立春の前日の「節分」の日に豆まきをして一年間の厄を払い、新しい年の始まりの立春の日に厄が来ないようにという願いで「立春大吉」のお札を貼ったそうです。
「立春大吉」は、縦に書かれます。
この四文字の真ん中に線を引くと四文字すべてが左右対称になり、 裏から見ても表から見ても「立春大吉」と読むことが出来ます。
このお札が玄関に貼ってあると、 鬼が家に入ってから振り返っても同じように「立春大吉」と書かれた お札が見えるため、勘違いして逆戻りする。つまり鬼が入って来ず、一年を平穏無事に過ごすことが出来るという意味で、厄除けとして「立春大吉」という言葉が使われるようになったそうです。
「立春大吉」のお札は以前の写真にもありましたが、今回初めて気づきました。
鐘楼と枝垂れ桜
「諫鼓鳥」(かんこどり)と「立春大吉」が分かり、今回訪れてスッキリしました。
可愛い紅枝垂れの花です。
紅枝垂れと八重の桜の道
お地蔵さまと
葉も出たばかりの若い色
比叡山、九重の石塔、明智光秀公報恩塔の小さな石柱。

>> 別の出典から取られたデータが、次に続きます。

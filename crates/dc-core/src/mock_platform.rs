//! Mock platform collaborators for testing.
//!
//! This module provides builder-style mocks for every collaborator trait so
//! tests can assemble exactly the device they need: a bare device with no
//! optional services, a fully equipped one, or anything between. Mocks
//! record invocation counts so tests can assert that gated collaborators
//! were never consulted.
//!
//! # Example
//!
//! ```ignore
//! use dc_core::mock_platform::{MockPlatform, MockTelephony};
//!
//! let platform = MockPlatform::builder()
//!     .manufacturer("Amazon")
//!     .telephony(MockTelephony::new().network_country_iso("de"))
//!     .build();
//! ```

use serde_json::Value;
use std::collections::HashMap;
use std::sync::atomic::{AtomicUsize, Ordering};
use std::sync::{Arc, Mutex};

use dc_common::{Error, LocationFix, Result};

use crate::capability::{Capability, CapabilityRegistry};
use crate::platform::{
    BuildInfo, LocaleInfo, LocationSources, PhoneType, Platform, ReverseGeocoder, SecureSettings,
    Telephony,
};

// ============================================================================
// MockTelephony
// ============================================================================

/// Mock telephony source.
///
/// Defaults: GSM phone type, no operator, no network country ISO.
pub struct MockTelephony {
    operator: Mutex<Option<String>>,
    phone_type: Mutex<PhoneType>,
    iso: Mutex<Option<String>>,
    iso_calls: AtomicUsize,
}

impl MockTelephony {
    pub fn new() -> Self {
        MockTelephony {
            operator: Mutex::new(None),
            phone_type: Mutex::new(PhoneType::Gsm),
            iso: Mutex::new(None),
            iso_calls: AtomicUsize::new(0),
        }
    }

    pub fn operator_name(self, name: &str) -> Self {
        *self.operator.lock().unwrap() = Some(name.to_string());
        self
    }

    pub fn phone_type(self, phone_type: PhoneType) -> Self {
        *self.phone_type.lock().unwrap() = phone_type;
        self
    }

    pub fn network_country_iso(self, iso: &str) -> Self {
        *self.iso.lock().unwrap() = Some(iso.to_string());
        self
    }

    /// How many times the network country ISO was read.
    pub fn iso_calls(&self) -> usize {
        self.iso_calls.load(Ordering::SeqCst)
    }
}

impl Default for MockTelephony {
    fn default() -> Self {
        Self::new()
    }
}

impl Telephony for MockTelephony {
    fn operator_name(&self) -> Result<Option<String>> {
        Ok(self.operator.lock().unwrap().clone())
    }

    fn phone_type(&self) -> Result<PhoneType> {
        Ok(*self.phone_type.lock().unwrap())
    }

    fn network_country_iso(&self) -> Result<Option<String>> {
        self.iso_calls.fetch_add(1, Ordering::SeqCst);
        Ok(self.iso.lock().unwrap().clone())
    }
}

// ============================================================================
// MockLocationSources
// ============================================================================

enum SourceBehavior {
    Fix(LocationFix),
    Fails,
}

/// Mock location source registry.
///
/// Sources are enumerated in registration order, which keeps selection
/// tie-breaks deterministic.
pub struct MockLocationSources {
    sources: Vec<(String, SourceBehavior)>,
    fail_enumeration: bool,
    calls: AtomicUsize,
}

impl MockLocationSources {
    pub fn new() -> Self {
        MockLocationSources {
            sources: Vec::new(),
            fail_enumeration: false,
            calls: AtomicUsize::new(0),
        }
    }

    /// Register a source named after the fix's `source` field.
    pub fn with_fix(mut self, fix: LocationFix) -> Self {
        self.sources
            .push((fix.source.clone(), SourceBehavior::Fix(fix)));
        self
    }

    /// Register a source whose fetch always fails.
    pub fn with_failing_source(mut self, name: &str) -> Self {
        self.sources
            .push((name.to_string(), SourceBehavior::Fails));
        self
    }

    /// Make the enumeration call itself fail.
    pub fn failing_enumeration(mut self) -> Self {
        self.fail_enumeration = true;
        self
    }

    /// How many times any registry operation was invoked.
    pub fn calls(&self) -> usize {
        self.calls.load(Ordering::SeqCst)
    }
}

impl Default for MockLocationSources {
    fn default() -> Self {
        Self::new()
    }
}

impl LocationSources for MockLocationSources {
    fn enabled_sources(&self) -> Result<Vec<String>> {
        self.calls.fetch_add(1, Ordering::SeqCst);
        if self.fail_enumeration {
            return Err(Error::ServiceUnavailable(
                "location source enumeration failed".into(),
            ));
        }
        Ok(self.sources.iter().map(|(name, _)| name.clone()).collect())
    }

    fn last_known_fix(&self, source: &str) -> Result<Option<LocationFix>> {
        self.calls.fetch_add(1, Ordering::SeqCst);
        match self.sources.iter().find(|(name, _)| name == source) {
            Some((_, SourceBehavior::Fix(fix))) => Ok(Some(fix.clone())),
            Some((_, SourceBehavior::Fails)) => Err(Error::ServiceUnavailable(format!(
                "location source {source} unavailable"
            ))),
            None => Ok(None),
        }
    }
}

// ============================================================================
// MockGeocoder
// ============================================================================

/// Mock reverse geocoder with a fixed outcome.
pub struct MockGeocoder {
    outcome: Result<Option<String>>,
    calls: AtomicUsize,
}

impl MockGeocoder {
    /// Geocoder that resolves every coordinate to `country_code`.
    pub fn returning(country_code: &str) -> Self {
        MockGeocoder {
            outcome: Ok(Some(country_code.to_string())),
            calls: AtomicUsize::new(0),
        }
    }

    /// Geocoder that resolves every coordinate to no address.
    pub fn empty() -> Self {
        MockGeocoder {
            outcome: Ok(None),
            calls: AtomicUsize::new(0),
        }
    }

    /// Geocoder that fails every call.
    pub fn failing(err: Error) -> Self {
        MockGeocoder {
            outcome: Err(err),
            calls: AtomicUsize::new(0),
        }
    }

    pub fn calls(&self) -> usize {
        self.calls.load(Ordering::SeqCst)
    }
}

impl ReverseGeocoder for MockGeocoder {
    fn country_code(&self, _latitude: f64, _longitude: f64) -> Result<Option<String>> {
        self.calls.fetch_add(1, Ordering::SeqCst);
        self.outcome.clone()
    }
}

// ============================================================================
// MockCapability
// ============================================================================

/// Mock optional service with a fixed response and a call counter.
pub struct MockCapability {
    outcome: Result<Value>,
    calls: AtomicUsize,
}

impl MockCapability {
    pub fn returning(value: Value) -> Self {
        MockCapability {
            outcome: Ok(value),
            calls: AtomicUsize::new(0),
        }
    }

    pub fn failing(err: Error) -> Self {
        MockCapability {
            outcome: Err(err),
            calls: AtomicUsize::new(0),
        }
    }

    pub fn calls(&self) -> usize {
        self.calls.load(Ordering::SeqCst)
    }
}

impl Capability for MockCapability {
    fn invoke(&self, _args: &Value) -> Result<Value> {
        self.calls.fetch_add(1, Ordering::SeqCst);
        self.outcome.clone()
    }
}

// ============================================================================
// MockSettings
// ============================================================================

/// Mock secure settings store backed by in-memory maps.
#[derive(Default)]
pub struct MockSettings {
    strings: HashMap<String, String>,
    ints: HashMap<String, i64>,
}

impl SecureSettings for MockSettings {
    fn string_value(&self, key: &str) -> Option<String> {
        self.strings.get(key).cloned()
    }

    fn int_value(&self, key: &str) -> Option<i64> {
        self.ints.get(key).copied()
    }
}

// ============================================================================
// MockPlatform
// ============================================================================

/// Mock platform bridge assembled by [`MockPlatformBuilder`].
///
/// Locale and app version can be mutated after construction so tests can
/// prove snapshot idempotence against changing platform state.
pub struct MockPlatform {
    build: BuildInfo,
    app_version: Mutex<Option<String>>,
    locale: Mutex<LocaleInfo>,
    permission: bool,
    settings: MockSettings,
    telephony: Option<MockTelephony>,
    location_sources: Option<MockLocationSources>,
    geocoder: Option<MockGeocoder>,
    registry: CapabilityRegistry,
    capability_mocks: HashMap<String, Arc<MockCapability>>,
}

impl MockPlatform {
    pub fn builder() -> MockPlatformBuilder {
        MockPlatformBuilder::new()
    }

    /// Replace the active locale reported to the engine.
    pub fn set_locale(&self, language: &str, country: &str) {
        *self.locale.lock().unwrap() = LocaleInfo {
            language: language.to_string(),
            country: country.to_string(),
        };
    }

    /// Replace the app version reported to the engine.
    pub fn set_app_version(&self, version: Option<&str>) {
        *self.app_version.lock().unwrap() = version.map(str::to_string);
    }

    /// Total calls made against the location source registry.
    pub fn location_source_calls(&self) -> usize {
        self.location_sources.as_ref().map_or(0, |s| s.calls())
    }

    /// Calls made against the reverse geocoder.
    pub fn geocoder_calls(&self) -> usize {
        self.geocoder.as_ref().map_or(0, |g| g.calls())
    }

    /// Reads of the telephony network country ISO.
    pub fn network_iso_calls(&self) -> usize {
        self.telephony.as_ref().map_or(0, |t| t.iso_calls())
    }

    /// Invocations of a registered optional service.
    pub fn capability_calls(&self, name: &str) -> usize {
        self.capability_mocks.get(name).map_or(0, |c| c.calls())
    }
}

impl Platform for MockPlatform {
    fn build_info(&self) -> BuildInfo {
        self.build.clone()
    }

    fn app_version(&self) -> Option<String> {
        self.app_version.lock().unwrap().clone()
    }

    fn active_locale(&self) -> LocaleInfo {
        self.locale.lock().unwrap().clone()
    }

    fn has_location_permission(&self) -> bool {
        self.permission
    }

    fn secure_settings(&self) -> &dyn SecureSettings {
        &self.settings
    }

    fn telephony(&self) -> Option<&dyn Telephony> {
        self.telephony.as_ref().map(|t| t as &dyn Telephony)
    }

    fn location_sources(&self) -> Option<&dyn LocationSources> {
        self.location_sources
            .as_ref()
            .map(|s| s as &dyn LocationSources)
    }

    fn geocoder(&self) -> Option<&dyn ReverseGeocoder> {
        self.geocoder.as_ref().map(|g| g as &dyn ReverseGeocoder)
    }

    fn capabilities(&self) -> &CapabilityRegistry {
        &self.registry
    }
}

/// Builder for [`MockPlatform`].
///
/// Defaults describe a plain device: Google Pixel hardware, English locale
/// with no country, location permission granted, no telephony, no location
/// sources, no geocoder, no optional services.
pub struct MockPlatformBuilder {
    build: BuildInfo,
    app_version: Option<String>,
    locale: LocaleInfo,
    permission: bool,
    settings: MockSettings,
    telephony: Option<MockTelephony>,
    location_sources: Option<MockLocationSources>,
    geocoder: Option<MockGeocoder>,
    capabilities: Vec<(String, Arc<MockCapability>)>,
}

impl MockPlatformBuilder {
    pub fn new() -> Self {
        MockPlatformBuilder {
            build: BuildInfo {
                os_version: "14".to_string(),
                brand: "google".to_string(),
                manufacturer: "Google".to_string(),
                model: "Pixel 8".to_string(),
            },
            app_version: None,
            locale: LocaleInfo {
                language: "en".to_string(),
                country: String::new(),
            },
            permission: true,
            settings: MockSettings::default(),
            telephony: None,
            location_sources: None,
            geocoder: None,
            capabilities: Vec::new(),
        }
    }

    pub fn build_info(mut self, build: BuildInfo) -> Self {
        self.build = build;
        self
    }

    pub fn manufacturer(mut self, manufacturer: &str) -> Self {
        self.build.manufacturer = manufacturer.to_string();
        self
    }

    pub fn app_version(mut self, version: &str) -> Self {
        self.app_version = Some(version.to_string());
        self
    }

    pub fn locale(mut self, language: &str, country: &str) -> Self {
        self.locale = LocaleInfo {
            language: language.to_string(),
            country: country.to_string(),
        };
        self
    }

    pub fn location_permission(mut self, granted: bool) -> Self {
        self.permission = granted;
        self
    }

    pub fn setting_string(mut self, key: &str, value: &str) -> Self {
        self.settings
            .strings
            .insert(key.to_string(), value.to_string());
        self
    }

    pub fn setting_int(mut self, key: &str, value: i64) -> Self {
        self.settings.ints.insert(key.to_string(), value);
        self
    }

    pub fn telephony(mut self, telephony: MockTelephony) -> Self {
        self.telephony = Some(telephony);
        self
    }

    pub fn location_sources(mut self, sources: MockLocationSources) -> Self {
        self.location_sources = Some(sources);
        self
    }

    pub fn geocoder(mut self, geocoder: MockGeocoder) -> Self {
        self.geocoder = Some(geocoder);
        self
    }

    pub fn capability(mut self, name: &str, capability: MockCapability) -> Self {
        self.capabilities.push((name.to_string(), Arc::new(capability)));
        self
    }

    pub fn build(self) -> MockPlatform {
        let mut registry = CapabilityRegistry::new();
        let mut capability_mocks = HashMap::new();
        for (name, capability) in self.capabilities {
            registry.register(name.clone(), capability.clone() as Arc<dyn Capability>);
            capability_mocks.insert(name, capability);
        }
        MockPlatform {
            build: self.build,
            app_version: Mutex::new(self.app_version),
            locale: Mutex::new(self.locale),
            permission: self.permission,
            settings: self.settings,
            telephony: self.telephony,
            location_sources: self.location_sources,
            geocoder: self.geocoder,
            registry,
            capability_mocks,
        }
    }
}

impl Default for MockPlatformBuilder {
    fn default() -> Self {
        Self::new()
    }
}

椿が満開でした。
---------------------閑臥庵-----------------------
ここからは閑臥庵、天寧寺からほんの少し北に上がった鞍馬口通りです。
閑臥庵(かんがあん) 山号:瑞芝山 黄檗宗の禅寺
もとは、梶井常修院の宮の院邸であったが、江戸時代前期に後水尾法皇が、夢枕に立った父・後陽成天皇の言葉に従って、王城鎮護のために貴船の奥の院より鎮宅霊符神をこの地に歓請し、初代隠元禅師から六代目の黄檗山萬福寺管長千呆禅師が開創となって寺としたのが当寺の起こりです。
閑臥庵に祀られている北辰鎮宅霊符神は、十千十二支九星を司る総守護神で、陰陽道最高の神とされています(正面のお堂です)。花は「紅白源平枝垂桃」。
「紅白源平枝垂桃」
羅漢さんは「嵐山の羅漢」とよく似ていますね。
◆閑臥庵は「京懐石普茶料理」で有名。以前お昼に行った時の記事をご覧ください。普茶料理とは思えない美しさです。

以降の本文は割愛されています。